Key recommendations outlined in the Public Accounts Committee’s report include:
- The Department of Health, NHS England and NHS Improvement should publish an assessment of whether there is the “capacity in NHS bodies to deliver everything they are expected to within the agreed timeframes” by March 2017.
- The DH, NHS England and NHS Improvement should set out a recovery plan by March 2017 which targets those NHS bodies and health economies in severe financial difficulty.
- The DH and NHS England should report back to the Committee by July 2017 on what they have done to understand the association between financial performance and the impact on patient care.
- In its analysis of the 44 STP footprints, due by the end of March 2017, NHS England and NHS Improvement should set out how they will support organisations to deliver real transformation in the areas where plans fall short.
- The DH, NHS England and NHS Improvement should publish by March 2017 its assessment of whether there is the capacity in NHS bodies to deliver everything they are expected to within the agreed timeframes.
Stevens: STPs will end purchaser-provider split
NHS Chief Executive Simon Stevens has said the Sustainability and Transformation Plans (STPs) will end the purchaser-provider split in healthcare, during an evidence session with the Public Accounts Committee this week. Stevens told MPs that between six and 10 STPs are set to become Accountable Care Organisations (ACOs), which will “effectively end the purchaser provider split” and bring about “integrated funding and delivery for a given geographical population” for the first time since 1990.
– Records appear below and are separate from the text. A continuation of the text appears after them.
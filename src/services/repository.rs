use std::future::Future;

use chrono::NaiveDate;
use uuid::Uuid;

use crate::models::{CompletionLog, Habit, HabitStats, Vacation};

/// Source of habit data and sink for computed stats. Failures are opaque to
/// the engine and surface as `AppError::Internal`.
pub trait HabitRepository: Send + Sync {
    fn find_habit(
        &self,
        habit_id: Uuid,
    ) -> impl Future<Output = anyhow::Result<Option<Habit>>> + Send;

    fn list_logs(
        &self,
        habit_id: Uuid,
    ) -> impl Future<Output = anyhow::Result<Vec<CompletionLog>>> + Send;

    fn list_vacations(
        &self,
        habit_id: Uuid,
    ) -> impl Future<Output = anyhow::Result<Vec<Vacation>>> + Send;

    fn insert_log(&self, log: CompletionLog) -> impl Future<Output = anyhow::Result<()>> + Send;

    /// Returns `false` when no such log existed.
    fn delete_log(
        &self,
        habit_id: Uuid,
        log_id: Uuid,
    ) -> impl Future<Output = anyhow::Result<bool>> + Send;

    /// Inserts or replaces by vacation id.
    fn save_vacation(&self, vacation: Vacation) -> impl Future<Output = anyhow::Result<()>> + Send;

    /// Sets the end date of a stored vacation as one atomic step, so two
    /// callers can never both end the same vacation. Domain failures
    /// (`NotFound`, `AlreadyEnded`, `InvalidDateRange`) travel as an
    /// `AppError` inside the returned error.
    fn end_vacation(
        &self,
        habit_id: Uuid,
        vacation_id: Uuid,
        end_date: NaiveDate,
    ) -> impl Future<Output = anyhow::Result<Vacation>> + Send;

    /// Inserts or replaces by habit id.
    fn upsert_stats(&self, stats: HabitStats) -> impl Future<Output = anyhow::Result<()>> + Send;

    fn find_stats(
        &self,
        habit_id: Uuid,
    ) -> impl Future<Output = anyhow::Result<Option<HabitStats>>> + Send;
}
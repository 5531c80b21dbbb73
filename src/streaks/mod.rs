//! Recurrence-aware streak and consistency engine.
//!
//! Pure and synchronous: callers gather the habit, its completion logs and
//! its vacations, then pass `today` explicitly. Nothing here reads the clock
//! or performs I/O.

pub mod calculator;
pub mod completion_index;
pub mod consistency;
pub mod schedule;
pub mod vacation_set;

pub use calculator::{DayRecord, DayStatus, LongestStreakMode, StreakCalculator, StreakPolicy};
pub use completion_index::CompletionIndex;
pub use consistency::{ConsistencyCalculator, ConsistencyWindow};
pub use schedule::ScheduleSpec;
pub use vacation_set::VacationSet;
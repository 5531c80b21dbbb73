pub mod completion;
pub mod day_mask;
pub mod habit;
pub mod vacation;

pub use completion::{CompletionLog, HabitStats};
pub use day_mask::DayMask;
pub use habit::{Frequency, Habit, Recurrence};
pub use vacation::Vacation;
use chrono::NaiveDate;
use serde::{Deserialize, Serialize};
use uuid::Uuid;

use crate::error::{AppError, AppResult};

/// A pause interval during which a habit has no obligations. `end_date` is
/// inclusive; `None` means the vacation is still running.
#[derive(Debug, Clone, PartialEq, Eq, Serialize, Deserialize)]
pub struct Vacation {
    pub id: Uuid,
    pub habit_id: Uuid,
    pub start_date: NaiveDate,
    pub end_date: Option<NaiveDate>,
    pub reason: Option<String>,
}

impl Vacation {
    pub fn new(
        id: Uuid,
        habit_id: Uuid,
        start_date: NaiveDate,
        end_date: Option<NaiveDate>,
        reason: Option<String>,
    ) -> AppResult<Self> {
        if id.is_nil() {
            return Err(AppError::ValidationFailed("vacation id is required".into()));
        }
        if habit_id.is_nil() {
            return Err(AppError::ValidationFailed(
                "vacation habit_id is required".into(),
            ));
        }
        if let Some(end) = end_date {
            check_range(start_date, end)?;
        }
        Ok(Self {
            id,
            habit_id,
            start_date,
            end_date,
            reason,
        })
    }

    /// Starts an open-ended vacation.
    pub fn begin(habit_id: Uuid, start_date: NaiveDate, reason: Option<String>) -> AppResult<Self> {
        Self::new(Uuid::new_v4(), habit_id, start_date, None, reason)
    }

    /// Closes an ongoing vacation. The end date can only be set once.
    pub fn end(&mut self, proposed_end: NaiveDate) -> AppResult<()> {
        if self.end_date.is_some() {
            return Err(AppError::AlreadyEnded);
        }
        check_range(self.start_date, proposed_end)?;
        self.end_date = Some(proposed_end);
        Ok(())
    }

    pub fn is_ongoing(&self) -> bool {
        self.end_date.is_none()
    }

    pub fn covers(&self, date: NaiveDate) -> bool {
        date >= self.start_date && self.end_date.map_or(true, |end| date <= end)
    }
}

fn check_range(start: NaiveDate, end: NaiveDate) -> AppResult<()> {
    if end < start {
        return Err(AppError::InvalidDateRange(format!(
            "end {end} precedes start {start}"
        )));
    }
    Ok(())
}

#[cfg(test)]
mod tests {
    use super::*;

    fn date(y: i32, m: u32, d: u32) -> NaiveDate {
        NaiveDate::from_ymd_opt(y, m, d).unwrap()
    }

    #[test]
    fn test_new_rejects_nil_ids() {
        let start = date(2026, 3, 1);
        assert!(matches!(
            Vacation::new(Uuid::nil(), Uuid::new_v4(), start, None, None),
            Err(AppError::ValidationFailed(_))
        ));
        assert!(matches!(
            Vacation::new(Uuid::new_v4(), Uuid::nil(), start, None, None),
            Err(AppError::ValidationFailed(_))
        ));
    }

    #[test]
    fn test_new_rejects_inverted_range() {
        let result = Vacation::new(
            Uuid::new_v4(),
            Uuid::new_v4(),
            date(2026, 3, 10),
            Some(date(2026, 3, 9)),
            None,
        );
        assert!(matches!(result, Err(AppError::InvalidDateRange(_))));
    }

    #[test]
    fn test_end_once() {
        let mut vacation = Vacation::begin(Uuid::new_v4(), date(2026, 3, 1), None).unwrap();
        assert!(vacation.is_ongoing());
        assert!(vacation.covers(date(2030, 1, 1)));

        vacation.end(date(2026, 3, 1)).unwrap();
        assert_eq!(vacation.end_date, Some(date(2026, 3, 1)));
        assert!(vacation.covers(date(2026, 3, 1)));
        assert!(!vacation.covers(date(2026, 3, 2)));

        assert!(matches!(
            vacation.end(date(2026, 3, 5)),
            Err(AppError::AlreadyEnded)
        ));
    }

    #[test]
    fn test_end_before_start_is_rejected_and_leaves_vacation_open() {
        let mut vacation = Vacation::begin(Uuid::new_v4(), date(2026, 3, 10), None).unwrap();
        assert!(matches!(
            vacation.end(date(2026, 3, 9)),
            Err(AppError::InvalidDateRange(_))
        ));
        assert!(vacation.is_ongoing());
    }
}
Mr Stevens is understood to be in discussion with STPs including Frimley Health, Lancashire and South Yorkshire about the possibility of listing them as developing ACOs in the Forward View delivery plan due to be published this month. He also spoke of plans to appoint STP leads who will be responsible for the governance of organisations in their areas, including local CCGs and the local NHS England staff. However, he dismissed the suggestion that additional legislation or funding would be required to implement the STPs, stating that the Five Year Forward View delivery plan being drawn up by NHS England is predicated on existing arrangements. He also said that formal lines of accountability will remain the same for STPs.